YOUR ASSIGNMENT:
Check each line of the data for "TestLanguage" and select those that have it.

RECORDS SHOWN:

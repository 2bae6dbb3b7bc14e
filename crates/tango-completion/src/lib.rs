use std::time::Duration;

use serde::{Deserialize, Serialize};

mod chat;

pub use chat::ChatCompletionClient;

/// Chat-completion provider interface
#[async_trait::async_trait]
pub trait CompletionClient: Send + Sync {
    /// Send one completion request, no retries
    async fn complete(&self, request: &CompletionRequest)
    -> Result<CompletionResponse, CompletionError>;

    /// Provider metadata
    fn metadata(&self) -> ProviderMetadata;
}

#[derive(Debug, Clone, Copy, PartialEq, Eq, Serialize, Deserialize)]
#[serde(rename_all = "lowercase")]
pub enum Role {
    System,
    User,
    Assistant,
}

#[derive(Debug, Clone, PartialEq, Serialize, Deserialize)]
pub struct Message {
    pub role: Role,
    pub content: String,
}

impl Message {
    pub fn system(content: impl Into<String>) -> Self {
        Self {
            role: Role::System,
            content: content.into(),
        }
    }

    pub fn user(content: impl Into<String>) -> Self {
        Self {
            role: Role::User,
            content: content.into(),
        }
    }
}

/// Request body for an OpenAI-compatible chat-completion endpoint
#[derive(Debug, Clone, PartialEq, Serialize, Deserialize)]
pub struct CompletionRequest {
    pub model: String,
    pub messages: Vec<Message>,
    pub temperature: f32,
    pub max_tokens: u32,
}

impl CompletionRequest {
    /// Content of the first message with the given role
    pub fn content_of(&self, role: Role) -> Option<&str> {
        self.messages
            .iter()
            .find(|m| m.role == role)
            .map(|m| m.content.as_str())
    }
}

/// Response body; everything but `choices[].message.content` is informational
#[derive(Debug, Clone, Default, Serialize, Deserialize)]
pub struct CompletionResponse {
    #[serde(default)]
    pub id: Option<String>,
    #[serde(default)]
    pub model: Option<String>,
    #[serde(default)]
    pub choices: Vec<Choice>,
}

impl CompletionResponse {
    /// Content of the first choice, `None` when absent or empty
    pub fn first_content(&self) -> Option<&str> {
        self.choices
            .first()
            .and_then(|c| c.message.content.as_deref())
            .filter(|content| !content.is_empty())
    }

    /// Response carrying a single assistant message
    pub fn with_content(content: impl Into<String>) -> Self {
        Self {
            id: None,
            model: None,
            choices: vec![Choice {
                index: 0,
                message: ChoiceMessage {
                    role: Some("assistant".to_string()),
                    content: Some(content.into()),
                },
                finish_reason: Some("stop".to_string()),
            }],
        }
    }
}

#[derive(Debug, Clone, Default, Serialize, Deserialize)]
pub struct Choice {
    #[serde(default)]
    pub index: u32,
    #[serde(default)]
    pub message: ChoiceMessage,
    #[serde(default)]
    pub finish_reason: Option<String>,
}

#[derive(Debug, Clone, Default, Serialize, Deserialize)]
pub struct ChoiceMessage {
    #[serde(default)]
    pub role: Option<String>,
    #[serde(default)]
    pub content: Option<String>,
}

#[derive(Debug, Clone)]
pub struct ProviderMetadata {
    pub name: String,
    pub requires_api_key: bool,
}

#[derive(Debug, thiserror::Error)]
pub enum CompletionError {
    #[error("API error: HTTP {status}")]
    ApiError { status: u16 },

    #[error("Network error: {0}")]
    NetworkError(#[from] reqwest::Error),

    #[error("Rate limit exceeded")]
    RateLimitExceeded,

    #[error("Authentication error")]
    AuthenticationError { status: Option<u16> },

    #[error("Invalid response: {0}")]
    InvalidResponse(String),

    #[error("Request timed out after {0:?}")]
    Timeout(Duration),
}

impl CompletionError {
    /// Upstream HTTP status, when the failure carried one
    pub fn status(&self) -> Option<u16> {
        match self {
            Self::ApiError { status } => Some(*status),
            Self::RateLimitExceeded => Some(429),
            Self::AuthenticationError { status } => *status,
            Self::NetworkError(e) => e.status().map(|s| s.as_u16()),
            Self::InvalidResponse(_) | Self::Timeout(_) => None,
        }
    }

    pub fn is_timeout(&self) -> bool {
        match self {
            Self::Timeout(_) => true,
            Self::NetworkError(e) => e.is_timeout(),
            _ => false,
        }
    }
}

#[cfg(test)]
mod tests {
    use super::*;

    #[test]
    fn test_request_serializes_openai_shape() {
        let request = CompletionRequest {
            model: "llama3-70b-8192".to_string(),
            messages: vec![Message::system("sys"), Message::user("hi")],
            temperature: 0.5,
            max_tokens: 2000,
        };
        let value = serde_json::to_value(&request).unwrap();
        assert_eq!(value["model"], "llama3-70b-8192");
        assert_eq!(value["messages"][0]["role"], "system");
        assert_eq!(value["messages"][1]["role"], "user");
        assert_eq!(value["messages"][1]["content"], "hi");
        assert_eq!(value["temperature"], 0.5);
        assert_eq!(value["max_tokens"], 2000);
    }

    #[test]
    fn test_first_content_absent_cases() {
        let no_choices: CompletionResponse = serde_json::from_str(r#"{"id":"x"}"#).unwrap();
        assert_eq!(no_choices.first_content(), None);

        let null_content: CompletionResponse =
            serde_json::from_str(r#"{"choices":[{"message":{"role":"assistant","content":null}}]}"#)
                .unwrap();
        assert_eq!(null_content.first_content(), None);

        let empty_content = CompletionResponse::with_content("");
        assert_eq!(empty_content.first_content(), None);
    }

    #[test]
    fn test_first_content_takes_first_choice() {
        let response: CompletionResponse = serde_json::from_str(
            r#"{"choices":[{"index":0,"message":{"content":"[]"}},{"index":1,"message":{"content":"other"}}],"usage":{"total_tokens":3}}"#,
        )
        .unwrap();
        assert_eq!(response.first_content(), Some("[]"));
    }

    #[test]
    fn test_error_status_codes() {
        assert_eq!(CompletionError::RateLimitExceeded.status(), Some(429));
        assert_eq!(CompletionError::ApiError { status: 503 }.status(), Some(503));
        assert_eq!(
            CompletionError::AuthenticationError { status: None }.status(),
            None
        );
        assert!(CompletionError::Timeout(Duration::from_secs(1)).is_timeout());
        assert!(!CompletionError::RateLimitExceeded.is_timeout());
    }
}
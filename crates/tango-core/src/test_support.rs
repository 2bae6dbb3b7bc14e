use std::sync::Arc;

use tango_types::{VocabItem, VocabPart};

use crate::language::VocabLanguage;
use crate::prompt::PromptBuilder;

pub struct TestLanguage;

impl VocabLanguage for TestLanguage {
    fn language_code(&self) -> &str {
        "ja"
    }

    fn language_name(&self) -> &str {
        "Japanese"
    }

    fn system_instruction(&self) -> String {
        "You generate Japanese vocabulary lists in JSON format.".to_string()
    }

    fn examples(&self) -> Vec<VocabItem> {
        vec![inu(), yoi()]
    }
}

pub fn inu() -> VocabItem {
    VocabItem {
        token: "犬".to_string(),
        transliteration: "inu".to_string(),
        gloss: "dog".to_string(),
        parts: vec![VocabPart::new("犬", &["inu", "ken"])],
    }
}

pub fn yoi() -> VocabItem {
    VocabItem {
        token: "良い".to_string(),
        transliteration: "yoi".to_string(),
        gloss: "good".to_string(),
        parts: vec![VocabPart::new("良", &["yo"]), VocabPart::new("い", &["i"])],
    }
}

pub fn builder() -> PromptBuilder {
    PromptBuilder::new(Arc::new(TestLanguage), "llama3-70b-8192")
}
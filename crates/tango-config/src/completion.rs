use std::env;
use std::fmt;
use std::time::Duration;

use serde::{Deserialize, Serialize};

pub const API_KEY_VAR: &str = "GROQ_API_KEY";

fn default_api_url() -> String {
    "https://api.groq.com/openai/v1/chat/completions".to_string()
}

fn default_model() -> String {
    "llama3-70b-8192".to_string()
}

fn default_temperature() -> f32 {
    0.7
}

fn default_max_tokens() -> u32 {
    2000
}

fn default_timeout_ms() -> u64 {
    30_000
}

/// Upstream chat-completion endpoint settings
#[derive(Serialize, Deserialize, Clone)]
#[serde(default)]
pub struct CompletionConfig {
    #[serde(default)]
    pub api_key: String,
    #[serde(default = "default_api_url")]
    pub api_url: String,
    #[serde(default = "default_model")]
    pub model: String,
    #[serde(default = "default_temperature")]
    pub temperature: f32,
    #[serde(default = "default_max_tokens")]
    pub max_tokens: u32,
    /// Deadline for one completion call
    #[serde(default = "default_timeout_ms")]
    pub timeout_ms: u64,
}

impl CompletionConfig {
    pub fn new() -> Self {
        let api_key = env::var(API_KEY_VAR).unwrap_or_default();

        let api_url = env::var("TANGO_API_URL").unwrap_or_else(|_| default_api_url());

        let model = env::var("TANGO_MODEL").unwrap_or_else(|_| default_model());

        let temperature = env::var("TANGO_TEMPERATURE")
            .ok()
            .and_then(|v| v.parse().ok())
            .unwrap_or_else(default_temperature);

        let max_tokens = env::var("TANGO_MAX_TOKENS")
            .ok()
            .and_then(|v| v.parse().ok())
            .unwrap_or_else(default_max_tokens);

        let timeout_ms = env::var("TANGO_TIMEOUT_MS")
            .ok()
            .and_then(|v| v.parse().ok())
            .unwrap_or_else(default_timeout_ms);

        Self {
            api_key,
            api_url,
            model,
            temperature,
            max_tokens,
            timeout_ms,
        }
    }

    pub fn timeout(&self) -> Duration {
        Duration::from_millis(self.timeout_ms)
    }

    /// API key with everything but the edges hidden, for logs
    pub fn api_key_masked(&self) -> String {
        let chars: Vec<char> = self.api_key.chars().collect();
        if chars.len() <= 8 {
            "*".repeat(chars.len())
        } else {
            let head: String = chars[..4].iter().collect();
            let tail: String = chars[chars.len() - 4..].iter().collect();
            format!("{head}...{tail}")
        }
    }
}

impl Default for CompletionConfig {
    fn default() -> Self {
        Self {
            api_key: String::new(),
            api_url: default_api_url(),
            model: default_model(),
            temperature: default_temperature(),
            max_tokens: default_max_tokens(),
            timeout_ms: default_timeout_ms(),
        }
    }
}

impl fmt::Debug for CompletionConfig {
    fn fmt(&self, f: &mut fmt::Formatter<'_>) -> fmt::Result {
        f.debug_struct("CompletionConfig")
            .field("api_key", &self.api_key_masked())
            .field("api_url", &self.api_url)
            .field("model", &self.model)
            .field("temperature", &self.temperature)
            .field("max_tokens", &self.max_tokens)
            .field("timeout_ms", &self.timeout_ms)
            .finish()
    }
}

...

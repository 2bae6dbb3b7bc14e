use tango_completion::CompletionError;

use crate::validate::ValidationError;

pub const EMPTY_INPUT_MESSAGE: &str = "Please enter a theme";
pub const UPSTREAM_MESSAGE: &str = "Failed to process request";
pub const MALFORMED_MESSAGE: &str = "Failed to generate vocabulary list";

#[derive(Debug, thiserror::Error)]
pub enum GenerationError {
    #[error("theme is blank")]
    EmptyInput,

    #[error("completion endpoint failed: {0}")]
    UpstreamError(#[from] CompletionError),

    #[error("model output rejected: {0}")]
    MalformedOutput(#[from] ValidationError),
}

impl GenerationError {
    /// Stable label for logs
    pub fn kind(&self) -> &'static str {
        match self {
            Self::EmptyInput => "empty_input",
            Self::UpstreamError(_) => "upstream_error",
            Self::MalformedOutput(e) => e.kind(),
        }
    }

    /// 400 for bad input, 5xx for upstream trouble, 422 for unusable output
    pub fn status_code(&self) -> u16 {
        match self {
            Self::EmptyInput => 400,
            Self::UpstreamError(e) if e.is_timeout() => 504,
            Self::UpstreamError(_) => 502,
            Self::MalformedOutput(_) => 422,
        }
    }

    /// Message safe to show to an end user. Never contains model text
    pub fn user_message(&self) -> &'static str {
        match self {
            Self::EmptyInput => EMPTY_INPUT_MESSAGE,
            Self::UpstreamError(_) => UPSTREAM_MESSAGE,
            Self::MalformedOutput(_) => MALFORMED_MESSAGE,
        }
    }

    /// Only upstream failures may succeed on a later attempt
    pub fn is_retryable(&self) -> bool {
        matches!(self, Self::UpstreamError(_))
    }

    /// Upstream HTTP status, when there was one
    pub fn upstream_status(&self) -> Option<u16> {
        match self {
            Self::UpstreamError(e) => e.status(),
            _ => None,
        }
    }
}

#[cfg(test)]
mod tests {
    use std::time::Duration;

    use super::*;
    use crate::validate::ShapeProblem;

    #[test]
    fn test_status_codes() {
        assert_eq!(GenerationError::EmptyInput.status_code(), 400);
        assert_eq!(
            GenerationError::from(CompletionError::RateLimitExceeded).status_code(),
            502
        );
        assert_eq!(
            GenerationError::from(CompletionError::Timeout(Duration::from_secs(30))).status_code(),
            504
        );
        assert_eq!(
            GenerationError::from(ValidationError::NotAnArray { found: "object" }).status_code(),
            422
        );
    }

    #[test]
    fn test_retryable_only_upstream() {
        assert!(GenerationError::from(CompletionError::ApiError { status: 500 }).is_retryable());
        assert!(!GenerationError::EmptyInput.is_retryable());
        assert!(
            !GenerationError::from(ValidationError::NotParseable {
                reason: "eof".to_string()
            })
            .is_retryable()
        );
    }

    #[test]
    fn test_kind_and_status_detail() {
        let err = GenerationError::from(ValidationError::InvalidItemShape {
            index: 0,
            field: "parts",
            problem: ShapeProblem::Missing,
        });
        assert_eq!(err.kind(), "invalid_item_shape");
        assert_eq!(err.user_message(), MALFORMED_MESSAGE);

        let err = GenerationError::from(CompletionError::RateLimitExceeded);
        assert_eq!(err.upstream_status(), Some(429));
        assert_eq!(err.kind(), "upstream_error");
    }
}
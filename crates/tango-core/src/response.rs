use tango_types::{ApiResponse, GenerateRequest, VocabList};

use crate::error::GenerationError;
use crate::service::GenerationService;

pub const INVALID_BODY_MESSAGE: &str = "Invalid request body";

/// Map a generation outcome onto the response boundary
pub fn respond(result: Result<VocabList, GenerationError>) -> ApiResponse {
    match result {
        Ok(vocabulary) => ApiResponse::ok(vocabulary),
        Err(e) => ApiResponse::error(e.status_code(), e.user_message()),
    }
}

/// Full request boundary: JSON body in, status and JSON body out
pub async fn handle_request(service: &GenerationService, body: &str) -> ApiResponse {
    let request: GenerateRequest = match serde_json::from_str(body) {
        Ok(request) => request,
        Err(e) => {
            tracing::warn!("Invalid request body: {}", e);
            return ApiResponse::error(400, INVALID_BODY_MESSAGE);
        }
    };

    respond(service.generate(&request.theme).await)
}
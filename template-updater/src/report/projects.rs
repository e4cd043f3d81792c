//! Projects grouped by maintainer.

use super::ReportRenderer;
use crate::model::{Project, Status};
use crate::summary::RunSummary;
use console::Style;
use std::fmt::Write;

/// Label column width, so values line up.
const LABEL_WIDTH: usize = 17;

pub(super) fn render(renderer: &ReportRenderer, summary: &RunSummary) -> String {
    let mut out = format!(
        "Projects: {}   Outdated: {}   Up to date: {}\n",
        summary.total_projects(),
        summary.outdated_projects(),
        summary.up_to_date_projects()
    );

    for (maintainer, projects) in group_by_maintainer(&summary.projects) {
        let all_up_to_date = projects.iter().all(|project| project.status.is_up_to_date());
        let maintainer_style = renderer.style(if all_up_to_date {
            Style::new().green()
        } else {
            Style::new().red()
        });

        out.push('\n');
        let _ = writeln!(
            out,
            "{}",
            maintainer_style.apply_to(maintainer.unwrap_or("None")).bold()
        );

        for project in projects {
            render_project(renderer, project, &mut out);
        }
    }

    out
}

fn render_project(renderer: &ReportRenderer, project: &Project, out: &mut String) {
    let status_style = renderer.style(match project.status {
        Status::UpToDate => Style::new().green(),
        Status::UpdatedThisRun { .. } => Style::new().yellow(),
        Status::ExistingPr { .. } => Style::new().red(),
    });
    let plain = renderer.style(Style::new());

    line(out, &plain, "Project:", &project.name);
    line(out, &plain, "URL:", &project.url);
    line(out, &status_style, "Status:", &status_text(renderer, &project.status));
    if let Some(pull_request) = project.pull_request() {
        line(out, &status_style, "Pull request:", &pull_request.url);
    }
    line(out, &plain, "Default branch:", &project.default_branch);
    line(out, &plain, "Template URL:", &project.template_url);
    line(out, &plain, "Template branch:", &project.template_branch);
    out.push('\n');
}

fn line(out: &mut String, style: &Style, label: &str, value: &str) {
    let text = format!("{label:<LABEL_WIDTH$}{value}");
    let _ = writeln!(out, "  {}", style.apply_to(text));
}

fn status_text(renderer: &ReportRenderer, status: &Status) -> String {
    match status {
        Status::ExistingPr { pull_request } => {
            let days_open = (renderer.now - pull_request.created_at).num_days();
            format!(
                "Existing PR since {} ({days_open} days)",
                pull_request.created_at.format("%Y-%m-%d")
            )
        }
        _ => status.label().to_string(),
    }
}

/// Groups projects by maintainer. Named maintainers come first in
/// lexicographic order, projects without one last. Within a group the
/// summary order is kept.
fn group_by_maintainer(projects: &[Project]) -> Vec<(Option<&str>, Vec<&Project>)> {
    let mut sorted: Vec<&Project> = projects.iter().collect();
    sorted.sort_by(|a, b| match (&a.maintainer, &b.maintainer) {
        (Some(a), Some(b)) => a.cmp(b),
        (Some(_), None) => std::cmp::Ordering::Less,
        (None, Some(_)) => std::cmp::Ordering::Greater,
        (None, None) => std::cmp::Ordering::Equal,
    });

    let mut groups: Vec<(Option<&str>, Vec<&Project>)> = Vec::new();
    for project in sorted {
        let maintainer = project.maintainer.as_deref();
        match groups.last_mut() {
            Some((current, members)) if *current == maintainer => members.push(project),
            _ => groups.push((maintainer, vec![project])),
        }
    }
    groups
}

RESULT:
pub struct TestLanguage;
impl VocabLanguage for TestLanguage {
    PromptBuilder::new(Arc::new(TestLanguage), "llama3-70b-8192")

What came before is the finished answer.